With the help of a good drow named Nathyrra, the player character finds Halaster imprisoned by the drow. Upon being freed, Halaster informs the player character that the drow queen, the Valsharess, wishes to rule both the Underdark and the surface. He then asks the player character to kill the Valsharess, placing a geas on the player and his allies to ensure that they obey. The player character is then taken to the city of Lith My'athar, populated by good drow, where the player is given more information. The player character is told that the Valsharess has made alliances with various races of the Underdark, and has somehow enslaved the archdevil Mephistopheles. After forming alliance with other nearby races of the Underdark, the player is approached by the Valsharess in a dream in order to turn the player to her cause. Afterwards, she attacks Lith My’athar, and with help from the player character, they either are able to push her armies back to her lair, or the good drow of Lith My'athar are slaughtered. The player character is then captured by Mephistopheles and placed in a cage in the Valsharess's throne room (if fighting on behalf of Lith My'athar), or brought there by invitation (if he or she betrayed Lith My'athar to the Valsharess). Either way, the Valsharess soon turns on the player character and orders Mephistopheles to kill him or her. The archdevil instead releases the player character, who must then fight and kill the Valsharess. Mephistopheles then informs the player character that he intends to use the armies of the Valsharess to conquer the surface world and turn it into another hell. He then kills the player character so they cannot stop him.

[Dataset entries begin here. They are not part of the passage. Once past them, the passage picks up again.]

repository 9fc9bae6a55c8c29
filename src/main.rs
use axum::http::{HeaderName, Request, Response};
use tower::limit::ConcurrencyLimitLayer;
use tower_http::cors::CorsLayer;
use tower_http::limit::RequestBodyLimitLayer;
use tower_http::request_id::{MakeRequestUuid, PropagateRequestIdLayer, SetRequestIdLayer};
use tower_http::trace::TraceLayer;
use tracing_subscriber::{layer::SubscriberExt, util::SubscriberInitExt};

use std::{net::SocketAddr, time::Duration};

use clinic_api::{
    config::AppConfig,
    db::{create_pool, run_migrations},
    routes::create_app,
    state::AppState,
};

#[tokio::main]
async fn main() -> anyhow::Result<()> {
    dotenvy::dotenv().ok();
    tracing_subscriber::registry()
        .with(
            tracing_subscriber::EnvFilter::try_from_default_env()
                .unwrap_or_else(|_| "info,clinic_api=debug".into()),
        )
        .with(tracing_subscriber::fmt::layer())
        .init();

    let config = AppConfig::from_env()?;
    tracing::debug!(?config, "loaded configuration");
    let pool = create_pool(&config.database_url, config.max_connections).await?;
    run_migrations(&pool).await?;

    let state = AppState::new(pool, &config);

    let request_id_header = HeaderName::from_static("x-request-id");
    let trace_layer = TraceLayer::new_for_http()
        .make_span_with(|request: &Request<_>| {
            let request_id = request
                .headers()
                .get("x-request-id")
                .and_then(|value| value.to_str().ok())
                .unwrap_or("-");
            tracing::info_span!(
                "http_request",
                method = %request.method(),
                uri = %request.uri(),
                request_id = %request_id
            )
        })
        .on_request(|_request: &Request<_>, _span: &tracing::Span| {
            tracing::info!("request started");
        })
        .on_response(|response: &Response<_>, latency: Duration, _span: &tracing::Span| {
            tracing::info!(
                status = %response.status(),
                ms = %latency.as_millis(),
                "request finished"
            );
        });

    let app = create_app(state)
        .layer(trace_layer)
        .layer(PropagateRequestIdLayer::new(request_id_header.clone()))
        .layer(SetRequestIdLayer::new(request_id_header, MakeRequestUuid))
        .layer(CorsLayer::permissive())
        .layer(RequestBodyLimitLayer::new(1024 * 1024))
        .layer(ConcurrencyLimitLayer::new(100));

    let addr = SocketAddr::from((config.host.parse::<std::net::IpAddr>()?, config.port));
    tracing::info!("listening on {}", addr);

    axum::serve(tokio::net::TcpListener::bind(addr).await?, app).await?;

    Ok(())
}
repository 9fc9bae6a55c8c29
use chrono::{Days, NaiveDate, Utc};
use sea_orm::{
    ActiveModelTrait, ActiveValue::NotSet, ColumnTrait, Condition, EntityTrait, QueryFilter,
    QueryOrder, Set,
};

use crate::{
    db::{bounded, update::PartialUpdate},
    dto::appointments::{AppointmentChanges, NewAppointment},
    entity::{
        Appointments,
        appointments::{ActiveModel, Column, Model as AppointmentModel},
    },
    error::{AppError, AppResult},
    models::Appointment,
    services::{ensure_found, missing_patient},
    state::AppState,
};

pub async fn create_appointment(
    state: &AppState,
    payload: NewAppointment,
) -> AppResult<Appointment> {
    let active = ActiveModel {
        id: NotSet,
        patient_id: Set(payload.patient_id),
        date: Set(payload.date.into()),
        description: Set(payload.description),
    };
    let appointment = bounded(state.store_timeout, active.insert(&state.orm))
        .await
        .map_err(missing_patient)?;
    tracing::info!(
        appointment_id = appointment.id,
        patient_id = appointment.patient_id,
        "appointment created"
    );
    Ok(appointment_from_entity(appointment))
}

/// All appointments ordered by date, or only those falling on `day` (UTC).
pub async fn list_appointments(
    state: &AppState,
    day: Option<NaiveDate>,
) -> AppResult<Vec<Appointment>> {
    let mut condition = Condition::all();
    if let Some(day) = day {
        let start = day
            .and_hms_opt(0, 0, 0)
            .ok_or_else(|| AppError::Internal(anyhow::anyhow!("invalid day {day}")))?
            .and_utc();
        let end = start
            .checked_add_days(Days::new(1))
            .ok_or_else(|| AppError::Internal(anyhow::anyhow!("day {day} out of range")))?;
        condition = condition
            .add(Column::Date.gte(start))
            .add(Column::Date.lt(end));
    }

    let appointments = bounded(
        state.store_timeout,
        Appointments::find()
            .filter(condition)
            .order_by_asc(Column::Date)
            .order_by_asc(Column::Id)
            .all(&state.orm),
    )
    .await?;
    Ok(appointments
        .into_iter()
        .map(appointment_from_entity)
        .collect())
}

pub async fn list_patient_appointments(
    state: &AppState,
    patient_id: i32,
) -> AppResult<Vec<Appointment>> {
    let appointments = bounded(
        state.store_timeout,
        Appointments::find()
            .filter(Column::PatientId.eq(patient_id))
            .order_by_asc(Column::Date)
            .all(&state.orm),
    )
    .await?;
    Ok(appointments
        .into_iter()
        .map(appointment_from_entity)
        .collect())
}

pub async fn update_appointment(
    state: &AppState,
    id: i32,
    changes: AppointmentChanges,
) -> AppResult<()> {
    let update = PartialUpdate::table("appointments")
        .set("date", changes.date)
        .set("description", changes.description);
    let rows = bounded(state.store_timeout, update.execute(&state.pool, id)).await?;
    ensure_found(rows, "Appointment")
}

pub async fn delete_appointment(state: &AppState, id: i32) -> AppResult<()> {
    let result = bounded(
        state.store_timeout,
        Appointments::delete_by_id(id).exec(&state.orm),
    )
    .await?;
    ensure_found(result.rows_affected, "Appointment")
}

fn appointment_from_entity(model: AppointmentModel) -> Appointment {
    Appointment {
        id: model.id,
        patient_id: model.patient_id,
        date: model.date.with_timezone(&Utc),
        description: model.description,
    }
}
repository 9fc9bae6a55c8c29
pub mod password;
pub mod token;
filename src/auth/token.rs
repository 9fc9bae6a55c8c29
//! Session tokens: HS256 JWTs carrying the user id, email and role.

use std::time::Duration;

use chrono::Utc;
use jsonwebtoken::{
    Algorithm, DecodingKey, EncodingKey, Header, Validation, decode, encode, errors::ErrorKind,
};
use serde::{Deserialize, Serialize};

use crate::{
    error::{AppError, AppResult},
    middleware::auth::AuthUser,
    models::Role,
};

pub const DEFAULT_TOKEN_TTL: Duration = Duration::from_secs(60 * 60);

#[derive(Debug, Clone, Serialize, Deserialize)]
pub struct Claims {
    /// User id.
    pub sub: String,
    pub email: String,
    pub role: Role,
    pub iat: u64,
    pub exp: u64,
}

/// Signing and verification keys derived once from the configured secret.
pub struct TokenKeys {
    encoding: EncodingKey,
    decoding: DecodingKey,
    validation: Validation,
    ttl: Duration,
}

impl TokenKeys {
    pub fn new(secret: &str, ttl: Duration) -> Self {
        let mut validation = Validation::new(Algorithm::HS256);
        validation.set_required_spec_claims(&["exp", "sub"]);
        // No grace period past `exp`.
        validation.leeway = 0;
        Self {
            encoding: EncodingKey::from_secret(secret.as_bytes()),
            decoding: DecodingKey::from_secret(secret.as_bytes()),
            validation,
            ttl,
        }
    }

    pub fn ttl(&self) -> Duration {
        self.ttl
    }

    pub fn issue(&self, user_id: i32, email: &str, role: Role) -> AppResult<String> {
        let iat = Utc::now().timestamp().max(0) as u64;
        let claims = Claims {
            sub: user_id.to_string(),
            email: email.to_string(),
            role,
            iat,
            exp: iat + self.ttl.as_secs(),
        };
        encode(&Header::new(Algorithm::HS256), &claims, &self.encoding)
            .map_err(|e| AppError::Internal(anyhow::anyhow!("failed to sign token: {e}")))
    }

    /// `Unauthenticated` when no token was sent, `InvalidToken` for anything that fails to verify.
    pub fn verify(&self, token: Option<&str>) -> AppResult<AuthUser> {
        let token = token.ok_or(AppError::Unauthenticated)?;
        let data = decode::<Claims>(token, &self.decoding, &self.validation).map_err(|e| {
            match e.kind() {
                ErrorKind::ExpiredSignature => tracing::debug!("rejected expired token"),
                _ => tracing::debug!(error = %e, "rejected token"),
            }
            AppError::InvalidToken
        })?;

        let user_id = data
            .claims
            .sub
            .parse::<i32>()
            .map_err(|_| AppError::InvalidToken)?;

        Ok(AuthUser {
            user_id,
            email: data.claims.email,
            role: data.claims.role,
        })
    }
}
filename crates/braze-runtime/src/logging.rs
//! Logging setup for the Braze runtime.
//!
//! This module provides a unified logging setup using `tracing` and
//! `tracing-subscriber`. Span events can be enabled to observe the lifecycle
//! of per-dispatch spans the engine creates.
//!
//! # Configuration-Based Initialization
//!
//! ```rust,ignore
//! use braze_runtime::config::ConfigLoader;
//! use braze_runtime::logging;
//!
//! let config = ConfigLoader::new().load()?;
//! // Keep the guard alive for the duration of the program.
//! let _guard = logging::init_from_config(&config.logging);
//! ```
//!
//! # Manual Initialization
//!
//! ```rust,ignore
//! use braze_runtime::logging::{LoggingBuilder, SpanEvents};
//!
//! LoggingBuilder::new()
//!     .directive("braze_core=debug")
//!     .span_events(SpanEvents::LIFECYCLE)
//!     .init();
//! ```

use std::ffi::OsStr;
use std::path::{Path, PathBuf};

use tracing::warn;
use tracing_appender::non_blocking::WorkerGuard;
use tracing_subscriber::prelude::*;
use tracing_subscriber::util::TryInitError;
use tracing_subscriber::{EnvFilter, fmt};

use crate::config::{LogFormat, LogOutput, LoggingConfig, SpanEventConfig};

/// Span event configuration for logging.
///
/// Controls when span lifecycle events are logged. The engine opens one span
/// per dispatched event, so these events show when dispatches start and end.
#[derive(Debug, Clone, Copy, Default)]
pub struct SpanEvents {
    /// Log when a span is created.
    pub new: bool,
    /// Log when a span is entered.
    pub enter: bool,
    /// Log when a span is exited.
    pub exit: bool,
    /// Log when a span is closed (dropped).
    pub close: bool,
}

impl SpanEvents {
    /// No span events will be logged.
    pub const NONE: Self = Self {
        new: false,
        enter: false,
        exit: false,
        close: false,
    };

    /// Log span creation and close events.
    ///
    /// This shows each dispatch starting and finishing without the noise of
    /// enter/exit events from intermediate awaits.
    pub const LIFECYCLE: Self = Self {
        new: true,
        enter: false,
        exit: false,
        close: true,
    };

    /// Log all span events (new, enter, exit, close).
    pub const FULL: Self = Self {
        new: true,
        enter: true,
        exit: true,
        close: true,
    };

    /// Convert to `tracing_subscriber::fmt::format::FmtSpan` flags.
    fn to_fmt_span(self) -> fmt::format::FmtSpan {
        let mut span = fmt::format::FmtSpan::NONE;
        if self.new {
            span |= fmt::format::FmtSpan::NEW;
        }
        if self.enter {
            span |= fmt::format::FmtSpan::ENTER;
        }
        if self.exit {
            span |= fmt::format::FmtSpan::EXIT;
        }
        if self.close {
            span |= fmt::format::FmtSpan::CLOSE;
        }
        span
    }
}

impl From<&SpanEventConfig> for SpanEvents {
    fn from(config: &SpanEventConfig) -> Self {
        Self {
            new: config.new,
            enter: config.enter,
            exit: config.exit,
            close: config.close,
        }
    }
}

// =============================================================================
// Configuration-Based Initialization
// =============================================================================

/// Initialize logging from a `LoggingConfig`.
///
/// This is the primary way to initialize logging in Braze. It reads all
/// settings from the configuration and sets up the tracing subscriber
/// accordingly. If a subscriber is already installed this is a no-op.
///
/// Returns the file writer's worker guard when file output is configured;
/// hold on to it for the duration of the program or buffered log lines are
/// lost on exit.
pub fn init_from_config(config: &LoggingConfig) -> Option<WorkerGuard> {
    LoggingBuilder::from_config(config).try_init().unwrap_or(None)
}

// =============================================================================
// LoggingBuilder
// =============================================================================

/// A builder for configuring logging.
///
/// # Example
///
/// ```rust,ignore
/// use braze_runtime::logging::{LoggingBuilder, SpanEvents};
/// use tracing::Level;
///
/// LoggingBuilder::new()
///     .with_level(Level::DEBUG)
///     .span_events(SpanEvents::LIFECYCLE)
///     .with_thread_ids(true)
///     .init();
/// ```
#[derive(Default)]
pub struct LoggingBuilder {
    directives: Vec<String>,
    level: Option<tracing::Level>,
    span_events: SpanEvents,
    format: LogFormat,
    output: LogOutput,
    with_target: bool,
    with_thread_ids: bool,
    with_location: bool,
    file_path: Option<PathBuf>,
}

impl LoggingBuilder {
    /// Create a new logging builder.
    pub fn new() -> Self {
        Self {
            with_target: true,
            ..Default::default()
        }
    }

    /// Create a LoggingBuilder from a LoggingConfig.
    pub fn from_config(config: &LoggingConfig) -> Self {
        let mut builder = Self::new();

        builder.level = Some(config.level.to_tracing_level());
        builder.format = config.format;
        builder.output = config.output;
        builder.span_events = SpanEvents::from(&config.span_events);
        builder.with_thread_ids = config.thread_ids;
        builder.with_location = config.file_location;
        builder.file_path.clone_from(&config.file_path);

        for (module, level) in &config.filters {
            builder
                .directives
                .push(format!("{}={}", module, level.as_str()));
        }

        builder
    }

    /// Set the global log level.
    pub fn with_level(mut self, level: tracing::Level) -> Self {
        self.level = Some(level);
        self
    }

    /// Add a filter directive.
    ///
    /// # Example
    ///
    /// ```rust,ignore
    /// builder.directive("braze_core=debug")
    ///        .directive("braze_runtime=trace")
    /// ```
    pub fn directive(mut self, directive: &str) -> Self {
        self.directives.push(directive.to_string());
        self
    }

    /// Configure span events for dispatch lifecycle visibility.
    pub fn span_events(mut self, events: SpanEvents) -> Self {
        self.span_events = events;
        self
    }

    /// Set the output format.
    pub fn format(mut self, format: LogFormat) -> Self {
        self.format = format;
        self
    }

    /// Set the output destination.
    pub fn output(mut self, output: LogOutput) -> Self {
        self.output = output;
        self
    }

    /// Include the target (module path) in log output.
    pub fn with_target(mut self, enabled: bool) -> Self {
        self.with_target = enabled;
        self
    }

    /// Include thread IDs in log output.
    pub fn with_thread_ids(mut self, enabled: bool) -> Self {
        self.with_thread_ids = enabled;
        self
    }

    /// Include source file and line number in log output.
    pub fn with_location(mut self, enabled: bool) -> Self {
        self.with_location = enabled;
        self
    }

    /// Set the file path for file output.
    pub fn file_path(mut self, path: PathBuf) -> Self {
        self.file_path = Some(path);
        self
    }

    /// Build the filter from directives.
    fn build_filter(&self) -> EnvFilter {
        let base_level = self.level.unwrap_or(tracing::Level::INFO);
        let base_filter = base_level.to_string().to_lowercase();

        // RUST_LOG wins over the configured base level
        let mut filter =
            EnvFilter::try_from_default_env().unwrap_or_else(|_| EnvFilter::new(&base_filter));

        for directive in &self.directives {
            if let Ok(d) = directive.parse() {
                filter = filter.add_directive(d);
            }
        }

        filter
    }

    /// Initialize the logging system.
    ///
    /// Returns the file writer's worker guard when file output is configured.
    pub fn init(self) -> Option<WorkerGuard> {
        self.try_init().unwrap_or(None)
    }

    /// Try to initialize the logging system, returning an error on failure.
    pub fn try_init(self) -> Result<Option<WorkerGuard>, TryInitError> {
        let filter = self.build_filter();
        let span_events = self.span_events.to_fmt_span();

        // Shared layer options for the non-JSON formats
        macro_rules! configure_layer {
            ($layer:expr) => {
                $layer
                    .with_span_events(span_events)
                    .with_target(self.with_target)
                    .with_thread_ids(self.with_thread_ids)
                    .with_file(self.with_location)
                    .with_line_number(self.with_location)
            };
        }

        macro_rules! init_with_writer {
            ($writer:expr) => {
                match &self.format {
                    #[cfg(feature = "json-log")]
                    LogFormat::Json => {
                        let layer = fmt::layer()
                            .json()
                            .with_span_events(span_events)
                            .with_writer($writer);
                        tracing_subscriber::registry()
                            .with(layer)
                            .with(filter)
                            .try_init()
                    }
                    LogFormat::Compact => {
                        let layer = configure_layer!(fmt::layer().compact().with_writer($writer));
                        tracing_subscriber::registry()
                            .with(layer)
                            .with(filter)
                            .try_init()
                    }
                    LogFormat::Full => {
                        let layer = configure_layer!(fmt::layer().with_writer($writer));
                        tracing_subscriber::registry()
                            .with(layer)
                            .with(filter)
                            .try_init()
                    }
                    LogFormat::Pretty => {
                        let layer = configure_layer!(fmt::layer().pretty().with_writer($writer));
                        tracing_subscriber::registry()
                            .with(layer)
                            .with(filter)
                            .try_init()
                    }
                }
            };
        }

        match &self.output {
            LogOutput::Stdout => init_with_writer!(std::io::stdout).map(|_| None),
            LogOutput::Stderr => init_with_writer!(std::io::stderr).map(|_| None),
            LogOutput::File => {
                if let Some(path) = &self.file_path {
                    let appender = tracing_appender::rolling::never(
                        path.parent().unwrap_or_else(|| Path::new(".")),
                        path.file_name().unwrap_or_else(|| OsStr::new("braze.log")),
                    );
                    let (writer, guard) = tracing_appender::non_blocking(appender);
                    init_with_writer!(writer).map(|_| Some(guard))
                } else {
                    let result = init_with_writer!(std::io::stdout).map(|_| None);
                    warn!("File output requested but no file path configured, falling back to stdout");
                    result
                }
            }
        }
    }
}
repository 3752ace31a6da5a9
//! Echo Bot Demo
//!
//! Drives the Braze runtime from the console: every line you type becomes a
//! private message event, and outbound API calls are printed back. No real
//! platform adapter is involved, which makes this a minimal end-to-end tour
//! of the framework:
//!
//! - `/echo <text>` — the command middleware extracts the remainder and the
//!   handler replies with it
//! - `/ping` — plain command reply
//! - `/register` — a two-step flow built on `Context::prompt`: the handler
//!   parks until your *next* line arrives on a later dispatch
//!
//! # Usage
//!
//! ```bash
//! cargo run --package echo-bot
//! ```

use std::io::BufRead;
use std::time::Duration;

use anyhow::Result;
use async_trait::async_trait;
use serde_json::Value;
use tokio::sync::mpsc;

use braze::prelude::*;

// ============================================================================
// Console bot
// ============================================================================

/// Prints outbound API calls instead of talking to a platform.
struct ConsoleBot;

#[async_trait]
impl Bot for ConsoleBot {
    fn self_id(&self) -> i64 {
        10_000
    }

    async fn call_api(&self, action: &str, params: Value) -> ApiResult<Value> {
        if action == "send_msg" {
            let message = params["message"].as_str().unwrap_or_default();
            println!("bot> {message}");
        } else {
            println!("bot> [{action}] {params}");
        }
        Ok(serde_json::json!({ "message_id": 1 }))
    }
}

// ============================================================================
// Plugins
// ============================================================================

/// `/echo` and `/ping` commands.
struct Echo;

impl Plugin for Echo {
    fn info(&self) -> PluginInfo {
        PluginInfo {
            name: "echo",
            version: "0.1.0",
            description: "repeats what it is told",
        }
    }

    fn init(&self, engine: &Engine) -> PluginResult {
        engine
            .new_handler(&[EventName::MESSAGE])
            .use_middleware(middlewares::command(&["echo"]))
            .handle(|ctx: Arc<Context>| async move {
                let Some(cmd) = ctx.get::<middlewares::CommandMatch>(middlewares::KEY_COMMAND)
                else {
                    return;
                };
                let _ = ctx.reply(cmd.remainder.clone()).await;
            });

        engine
            .new_handler(&[EventName::MESSAGE])
            .use_middleware(middlewares::command(&["ping"]))
            .handle(|ctx: Arc<Context>| async move {
                let _ = ctx.reply("pong").await;
            });

        Ok(())
    }
}

/// `/register`: asks a follow-up question and waits for the answer.
struct Register;

impl Plugin for Register {
    fn info(&self) -> PluginInfo {
        PluginInfo {
            name: "register",
            version: "0.1.0",
            description: "two-step registration flow",
        }
    }

    fn init(&self, engine: &Engine) -> PluginResult {
        engine
            .new_handler(&[EventName::MESSAGE])
            .use_middleware(middlewares::command(&["register"]))
            .handle(|ctx: Arc<Context>| async move {
                let answer = ctx
                    .prompt("what name should I register?", Duration::from_secs(60))
                    .await;
                let _ = match answer {
                    Some(name) => ctx.reply(format!("registered {name}")).await,
                    None => ctx.reply("no answer, giving up").await,
                };
            });

        Ok(())
    }
}

// ============================================================================
// Main
// ============================================================================

#[tokio::main]
async fn main() -> Result<()> {
    let runtime = BrazeRuntime::builder().build()?;
    runtime.set_bot(Arc::new(ConsoleBot));
    runtime.register_plugin(Box::new(Echo)).await?;
    runtime.register_plugin(Box::new(Register)).await?;

    // Stdin stands in for a platform adapter: each line is one decoded event.
    let (tx, rx) = mpsc::channel::<Arc<dyn Event>>(64);
    std::thread::spawn(move || {
        let stdin = std::io::stdin();
        for (i, line) in stdin.lock().lines().enumerate() {
            let Ok(line) = line else { break };
            let event: Arc<dyn Event> = Arc::new(PrivateMessage::new(7, i as i64, line));
            if tx.blocking_send(event).is_err() {
                break;
            }
        }
    });

    println!("Type messages; try /echo <text>, /ping, /register. Ctrl+D quits.");
    runtime.run(rx).await?;

    Ok(())
}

The Relic of the Reaper transports the player character to the Realm of the Reaper, where he/she discovers that the Reaper is under orders from Mephistopheles to keep the player character there. He cannot go against this order, because Mephistopheles knows his true name, giving Mephistopheles complete control over the Reaper. The player character enters Cania, one of the levels of Baator and eventually learns the Reaper's name from the Knower of Names, a being who knows all beings' true names, and is taken to Waterdeep, where the forces of Mephistopheles have already arrived. When the character confronts the devil, Mephistopheles attempts to persuade the player's allies to his cause, before the final battle. Afterward, an epilogue is given for all of the player's companions who survive.

== Release ==
Hordes of the Underdark was released in North America for Windows on December 2, in the United Kingdom on December 5, and in Australia on December 12. It was also made available for Linux and Mac OS X on December 17, 2003. The game was released in proper for Mac OS X through a Mac-specific installer via publisher MacSoft on August 11, 2004. Publisher Sega released the game in Japan on September 23, 2004. An enhanced edition of the base game developed by Beamdog and published by Skybound Games featuring several modules including the Hordes of the Underdark expansion was released for Nintendo Switch, PlayStation 4, and Xbox One on December 3, 2019.

==Reception==

Hordes of the Underdark received generally positive reviews. GameSpot reviewer Andrew Park called it "a solid expansion pack that adds a substantial single player campaign and interesting new options for multiplayer enthusiasts". According to GameSpy: "After the competent, but ultimately pedestrian outing that was Shadows of Undrentide, BioWare came roaring back with this stellar expansion". Chris Chan of New Straits Times thought the graphics were good, but that they suffered from performance problems due when many effects occurred simultaneously. He also took issue with the pathfinding for characters, and found the transition from first person to third person jarring. He said he expected more from the third part of the game's story, and while he enjoyed the game, he felt it was not BioWare's best work. Ure Paul of mania.com comments: "On an overall note, Hordes of the Underdark offers a considerably more rewarding experience than the Shadows of Undrentide and, therefore, deserves an honorable place in your RPG collection. It presents enough improvements to the NWN franchise to satisfy its ever-growing community of devoted players. After you're done, you'll most probably get the incentive to try it again with another new prestige class".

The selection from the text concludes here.